Start of SUPPLIED RECORDS

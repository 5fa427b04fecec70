//! Harness-level failures.

use thiserror::Error;
use threshold_report_core::ReportError;

#[derive(Debug, Error)]
pub enum HarnessError {
    #[error("io: {0}")]
    Io(#[from] std::io::Error),
    #[error("json: {0}")]
    Json(#[from] serde_json::Error),
    #[error(transparent)]
    Report(#[from] ReportError),
    #[error("unsupported dataset schema_version {found}, expected {expected}")]
    UnsupportedSchema { found: u32, expected: u32 },
    #[error("invalid report configuration: {0}")]
    Config(String),
}
//! Wire format of a benchmark dataset.
//!
//! This is the only place where scenario measurements live as parallel arrays
//! (index *i* of every sequence refers to `thresholds[i]`). [`crate::SampleStore`]
//! validates that alignment once and keeps one record per threshold afterwards.

use serde::{Deserialize, Serialize};

/// Dataset schema version this crate understands.
pub const DATASET_SCHEMA_VERSION: u32 = 1;

/// A full benchmark sweep: thresholds under test plus every scenario's samples.
#[derive(Debug, Clone, PartialEq, Serialize, Deserialize)]
pub struct BenchmarkDataset {
    /// Schema version.
    pub schema_version: u32,
    /// Report title.
    pub title: String,
    /// Where the numbers came from (allocator build, machine, sweep name).
    #[serde(default, skip_serializing_if = "Option::is_none")]
    pub source: Option<String>,
    /// Size-class cutoffs in bytes, strictly ascending.
    pub thresholds: Vec<u64>,
    /// Closing remarks specific to this sweep.
    #[serde(default, skip_serializing_if = "Option::is_none")]
    pub conclusion: Option<String>,
    /// Allocation-pattern scenarios, in legend order.
    pub scenarios: Vec<ScenarioRecord>,
}

/// One scenario's measurements, one entry per threshold.
#[derive(Debug, Clone, PartialEq, Serialize, Deserialize)]
pub struct ScenarioRecord {
    /// Stable key (`small_alloc`).
    pub name: String,
    /// Legend name (`Small Range`). Falls back to `name`.
    #[serde(default, skip_serializing_if = "Option::is_none")]
    pub label: Option<String>,
    pub execution_time: Vec<f64>,
    #[serde(default, skip_serializing_if = "Option::is_none")]
    pub fragmentation_ratio: Option<Vec<f64>>,
    #[serde(default, skip_serializing_if = "Option::is_none")]
    pub data_segment_bytes: Option<Vec<u64>>,
    #[serde(default, skip_serializing_if = "Option::is_none")]
    pub free_space_bytes: Option<Vec<u64>>,
}

impl ScenarioRecord {
    /// Record with execution times only.
    #[must_use]
    pub fn new(name: impl Into<String>, execution_time: Vec<f64>) -> Self {
        Self {
            name: name.into(),
            label: None,
            execution_time,
            fragmentation_ratio: None,
            data_segment_bytes: None,
            free_space_bytes: None,
        }
    }

    #[must_use]
    pub fn with_label(mut self, label: impl Into<String>) -> Self {
        self.label = Some(label.into());
        self
    }

    #[must_use]
    pub fn with_fragmentation(mut self, ratios: Vec<f64>) -> Self {
        self.fragmentation_ratio = Some(ratios);
        self
    }

    /// Set both memory-segment sequences.
    #[must_use]
    pub fn with_memory(mut self, data_segment_bytes: Vec<u64>, free_space_bytes: Vec<u64>) -> Self {
        self.data_segment_bytes = Some(data_segment_bytes);
        self.free_space_bytes = Some(free_space_bytes);
        self
    }
}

End of SUPPLIED RECORDS

BRIEF:
Give the full listing above again, exactly as it was presented.

FINISHED EXERCISE:
repository 5fa427b04fecec70
//! Harness-level failures.

use thiserror::Error;
use threshold_report_core::ReportError;

#[derive(Debug, Error)]
pub enum HarnessError {
    #[error("io: {0}")]
    Io(#[from] std::io::Error),
    #[error("json: {0}")]
    Json(#[from] serde_json::Error),
    #[error(transparent)]
    Report(#[from] ReportError),
    #[error("unsupported dataset schema_version {found}, expected {expected}")]
    UnsupportedSchema { found: u32, expected: u32 },
    #[error("invalid report configuration: {0}")]
    Config(String),
}
//! Wire format of a benchmark dataset.
//!
//! This is the only place where scenario measurements live as parallel arrays
//! (index *i* of every sequence refers to `thresholds[i]`). [`crate::SampleStore`]
//! validates that alignment once and keeps one record per threshold afterwards.

use serde::{Deserialize, Serialize};

/// Dataset schema version this crate understands.
pub const DATASET_SCHEMA_VERSION: u32 = 1;

/// A full benchmark sweep: thresholds under test plus every scenario's samples.
#[derive(Debug, Clone, PartialEq, Serialize, Deserialize)]
pub struct BenchmarkDataset {
    /// Schema version.
    pub schema_version: u32,
    /// Report title.
    pub title: String,
    /// Where the numbers came from (allocator build, machine, sweep name).
    #[serde(default, skip_serializing_if = "Option::is_none")]
    pub source: Option<String>,
    /// Size-class cutoffs in bytes, strictly ascending.
    pub thresholds: Vec<u64>,
    /// Closing remarks specific to this sweep.
    #[serde(default, skip_serializing_if = "Option::is_none")]
    pub conclusion: Option<String>,
    /// Allocation-pattern scenarios, in legend order.
    pub scenarios: Vec<ScenarioRecord>,
}

/// One scenario's measurements, one entry per threshold.
#[derive(Debug, Clone, PartialEq, Serialize, Deserialize)]
pub struct ScenarioRecord {
    /// Stable key (`small_alloc`).
    pub name: String,
    /// Legend name (`Small Range`). Falls back to `name`.
    #[serde(default, skip_serializing_if = "Option::is_none")]
    pub label: Option<String>,
    pub execution_time: Vec<f64>,
    #[serde(default, skip_serializing_if = "Option::is_none")]
    pub fragmentation_ratio: Option<Vec<f64>>,
    #[serde(default, skip_serializing_if = "Option::is_none")]
    pub data_segment_bytes: Option<Vec<u64>>,
    #[serde(default, skip_serializing_if = "Option::is_none")]
    pub free_space_bytes: Option<Vec<u64>>,
}

impl ScenarioRecord {
    /// Record with execution times only.
    #[must_use]
    pub fn new(name: impl Into<String>, execution_time: Vec<f64>) -> Self {
        Self {
            name: name.into(),
            label: None,
            execution_time,
            fragmentation_ratio: None,
            data_segment_bytes: None,
            free_space_bytes: None,
        }
    }

    #[must_use]
    pub fn with_label(mut self, label: impl Into<String>) -> Self {
        self.label = Some(label.into());
        self
    }

    #[must_use]
    pub fn with_fragmentation(mut self, ratios: Vec<f64>) -> Self {
        self.fragmentation_ratio = Some(ratios);
        self
    }

    /// Set both memory-segment sequences.
    #[must_use]
    pub fn with_memory(mut self, data_segment_bytes: Vec<u64>, free_space_bytes: Vec<u64>) -> Self {
        self.data_segment_bytes = Some(data_segment_bytes);
        self.free_space_bytes = Some(free_space_bytes);
        self
    }
}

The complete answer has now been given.